#### Exercise material
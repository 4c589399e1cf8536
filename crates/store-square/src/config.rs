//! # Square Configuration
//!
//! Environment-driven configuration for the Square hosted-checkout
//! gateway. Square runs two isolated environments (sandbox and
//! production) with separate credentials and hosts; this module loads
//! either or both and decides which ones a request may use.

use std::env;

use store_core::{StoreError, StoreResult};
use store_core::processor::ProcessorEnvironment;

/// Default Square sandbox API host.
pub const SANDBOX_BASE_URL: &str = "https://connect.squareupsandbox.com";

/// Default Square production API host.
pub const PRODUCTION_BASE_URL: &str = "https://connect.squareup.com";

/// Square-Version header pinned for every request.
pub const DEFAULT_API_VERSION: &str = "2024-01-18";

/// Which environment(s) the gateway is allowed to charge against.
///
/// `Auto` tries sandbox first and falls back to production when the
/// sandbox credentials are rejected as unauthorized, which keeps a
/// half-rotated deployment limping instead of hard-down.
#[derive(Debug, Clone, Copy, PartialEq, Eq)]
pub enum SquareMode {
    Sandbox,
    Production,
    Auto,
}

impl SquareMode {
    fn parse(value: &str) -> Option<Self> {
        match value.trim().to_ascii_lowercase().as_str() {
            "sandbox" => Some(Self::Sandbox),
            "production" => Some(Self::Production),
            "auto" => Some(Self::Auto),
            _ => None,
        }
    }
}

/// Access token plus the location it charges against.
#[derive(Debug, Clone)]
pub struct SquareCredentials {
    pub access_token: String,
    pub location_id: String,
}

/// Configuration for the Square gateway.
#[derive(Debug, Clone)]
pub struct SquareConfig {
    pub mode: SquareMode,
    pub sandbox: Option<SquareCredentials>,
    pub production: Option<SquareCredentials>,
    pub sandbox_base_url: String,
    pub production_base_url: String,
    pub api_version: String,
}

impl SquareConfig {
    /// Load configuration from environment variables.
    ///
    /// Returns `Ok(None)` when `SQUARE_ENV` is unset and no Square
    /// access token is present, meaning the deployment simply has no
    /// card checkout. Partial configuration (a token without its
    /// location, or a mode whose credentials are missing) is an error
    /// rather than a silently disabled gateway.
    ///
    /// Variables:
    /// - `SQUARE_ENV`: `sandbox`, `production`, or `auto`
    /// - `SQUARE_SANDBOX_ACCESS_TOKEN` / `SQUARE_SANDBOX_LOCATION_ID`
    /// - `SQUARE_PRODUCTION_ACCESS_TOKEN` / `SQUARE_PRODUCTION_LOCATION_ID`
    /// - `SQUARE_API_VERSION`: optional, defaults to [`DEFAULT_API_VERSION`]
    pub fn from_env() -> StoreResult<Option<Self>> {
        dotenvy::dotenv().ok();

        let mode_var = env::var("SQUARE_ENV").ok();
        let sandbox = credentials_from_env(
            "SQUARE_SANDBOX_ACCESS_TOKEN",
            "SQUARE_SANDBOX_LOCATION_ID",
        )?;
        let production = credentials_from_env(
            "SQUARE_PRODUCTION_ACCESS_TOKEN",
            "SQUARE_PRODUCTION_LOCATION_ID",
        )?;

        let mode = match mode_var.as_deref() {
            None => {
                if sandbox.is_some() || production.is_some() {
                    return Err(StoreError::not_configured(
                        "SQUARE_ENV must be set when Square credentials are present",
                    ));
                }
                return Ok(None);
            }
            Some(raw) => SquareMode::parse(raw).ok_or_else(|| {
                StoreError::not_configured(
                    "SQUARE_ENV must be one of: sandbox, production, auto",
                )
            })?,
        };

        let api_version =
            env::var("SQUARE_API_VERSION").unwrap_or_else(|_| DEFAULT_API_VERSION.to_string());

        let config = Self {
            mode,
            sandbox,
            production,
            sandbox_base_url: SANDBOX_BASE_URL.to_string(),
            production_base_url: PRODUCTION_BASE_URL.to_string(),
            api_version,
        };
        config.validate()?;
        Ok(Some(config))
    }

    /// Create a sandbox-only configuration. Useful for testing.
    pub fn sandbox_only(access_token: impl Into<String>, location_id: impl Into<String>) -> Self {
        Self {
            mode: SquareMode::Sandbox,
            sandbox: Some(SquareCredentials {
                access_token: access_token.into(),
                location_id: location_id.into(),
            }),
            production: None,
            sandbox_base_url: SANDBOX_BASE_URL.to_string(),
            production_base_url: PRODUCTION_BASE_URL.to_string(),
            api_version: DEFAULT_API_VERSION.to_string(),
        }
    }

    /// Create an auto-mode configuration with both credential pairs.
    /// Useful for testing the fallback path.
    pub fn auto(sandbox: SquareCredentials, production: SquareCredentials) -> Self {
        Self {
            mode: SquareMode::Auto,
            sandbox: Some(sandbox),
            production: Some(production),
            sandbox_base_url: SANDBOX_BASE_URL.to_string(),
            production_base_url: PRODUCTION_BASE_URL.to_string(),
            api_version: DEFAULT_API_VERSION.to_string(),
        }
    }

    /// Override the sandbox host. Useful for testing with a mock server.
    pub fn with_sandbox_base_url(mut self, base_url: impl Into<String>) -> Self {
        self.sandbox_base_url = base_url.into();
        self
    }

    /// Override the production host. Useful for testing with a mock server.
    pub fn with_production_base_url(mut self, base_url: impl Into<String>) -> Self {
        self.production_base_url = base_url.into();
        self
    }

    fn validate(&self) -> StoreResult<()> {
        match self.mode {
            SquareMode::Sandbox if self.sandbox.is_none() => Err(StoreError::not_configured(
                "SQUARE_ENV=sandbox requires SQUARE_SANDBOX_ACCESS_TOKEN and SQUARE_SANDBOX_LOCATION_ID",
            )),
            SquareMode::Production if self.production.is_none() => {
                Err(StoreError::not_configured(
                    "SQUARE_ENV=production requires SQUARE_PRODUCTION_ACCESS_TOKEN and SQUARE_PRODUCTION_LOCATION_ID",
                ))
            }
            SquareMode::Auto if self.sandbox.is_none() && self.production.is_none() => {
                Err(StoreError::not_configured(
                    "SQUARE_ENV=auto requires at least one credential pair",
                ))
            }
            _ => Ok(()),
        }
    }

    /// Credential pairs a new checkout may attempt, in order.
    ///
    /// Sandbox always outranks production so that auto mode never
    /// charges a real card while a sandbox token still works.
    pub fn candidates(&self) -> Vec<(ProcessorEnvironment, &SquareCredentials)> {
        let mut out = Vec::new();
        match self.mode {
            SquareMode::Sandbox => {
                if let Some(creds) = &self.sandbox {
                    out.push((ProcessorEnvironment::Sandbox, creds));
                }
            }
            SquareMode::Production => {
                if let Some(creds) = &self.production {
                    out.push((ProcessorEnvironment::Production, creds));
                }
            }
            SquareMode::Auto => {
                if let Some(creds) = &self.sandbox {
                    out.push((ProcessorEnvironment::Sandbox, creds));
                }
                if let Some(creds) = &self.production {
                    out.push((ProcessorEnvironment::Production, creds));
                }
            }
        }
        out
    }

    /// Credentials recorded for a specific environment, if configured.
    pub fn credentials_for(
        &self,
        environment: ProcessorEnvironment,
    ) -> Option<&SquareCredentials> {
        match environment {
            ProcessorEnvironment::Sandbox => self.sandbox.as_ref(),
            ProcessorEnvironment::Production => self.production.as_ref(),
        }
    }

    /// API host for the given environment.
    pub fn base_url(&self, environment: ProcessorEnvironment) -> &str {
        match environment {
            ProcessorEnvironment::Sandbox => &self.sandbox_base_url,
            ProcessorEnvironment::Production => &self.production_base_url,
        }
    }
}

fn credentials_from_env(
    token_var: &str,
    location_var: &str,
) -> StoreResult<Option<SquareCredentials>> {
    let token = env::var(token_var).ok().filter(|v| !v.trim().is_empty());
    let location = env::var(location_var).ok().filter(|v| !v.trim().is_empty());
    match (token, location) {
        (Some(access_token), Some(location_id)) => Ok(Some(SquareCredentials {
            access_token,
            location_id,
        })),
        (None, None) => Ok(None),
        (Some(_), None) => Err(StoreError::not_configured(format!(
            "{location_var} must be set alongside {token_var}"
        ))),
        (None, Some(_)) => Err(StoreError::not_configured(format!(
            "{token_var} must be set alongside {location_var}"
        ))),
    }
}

#### Exercise requirements
Only the lines above from the line containing "pub fn sandbox_only(access_token: impl" through the line containing "Override the production" should be retyped, exactly and with both ends included.

#### Response to the exercise
    pub fn sandbox_only(access_token: impl Into<String>, location_id: impl Into<String>) -> Self {
        Self {
            mode: SquareMode::Sandbox,
            sandbox: Some(SquareCredentials {
                access_token: access_token.into(),
                location_id: location_id.into(),
            }),
            production: None,
            sandbox_base_url: SANDBOX_BASE_URL.to_string(),
            production_base_url: PRODUCTION_BASE_URL.to_string(),
            api_version: DEFAULT_API_VERSION.to_string(),
        }
    }

    /// Create an auto-mode configuration with both credential pairs.
    /// Useful for testing the fallback path.
    pub fn auto(sandbox: SquareCredentials, production: SquareCredentials) -> Self {
        Self {
            mode: SquareMode::Auto,
            sandbox: Some(sandbox),
            production: Some(production),
            sandbox_base_url: SANDBOX_BASE_URL.to_string(),
            production_base_url: PRODUCTION_BASE_URL.to_string(),
            api_version: DEFAULT_API_VERSION.to_string(),
        }
    }

    /// Override the sandbox host. Useful for testing with a mock server.
    pub fn with_sandbox_base_url(mut self, base_url: impl Into<String>) -> Self {
        self.sandbox_base_url = base_url.into();
        self
    }

    /// Override the production host. Useful for testing with a mock server.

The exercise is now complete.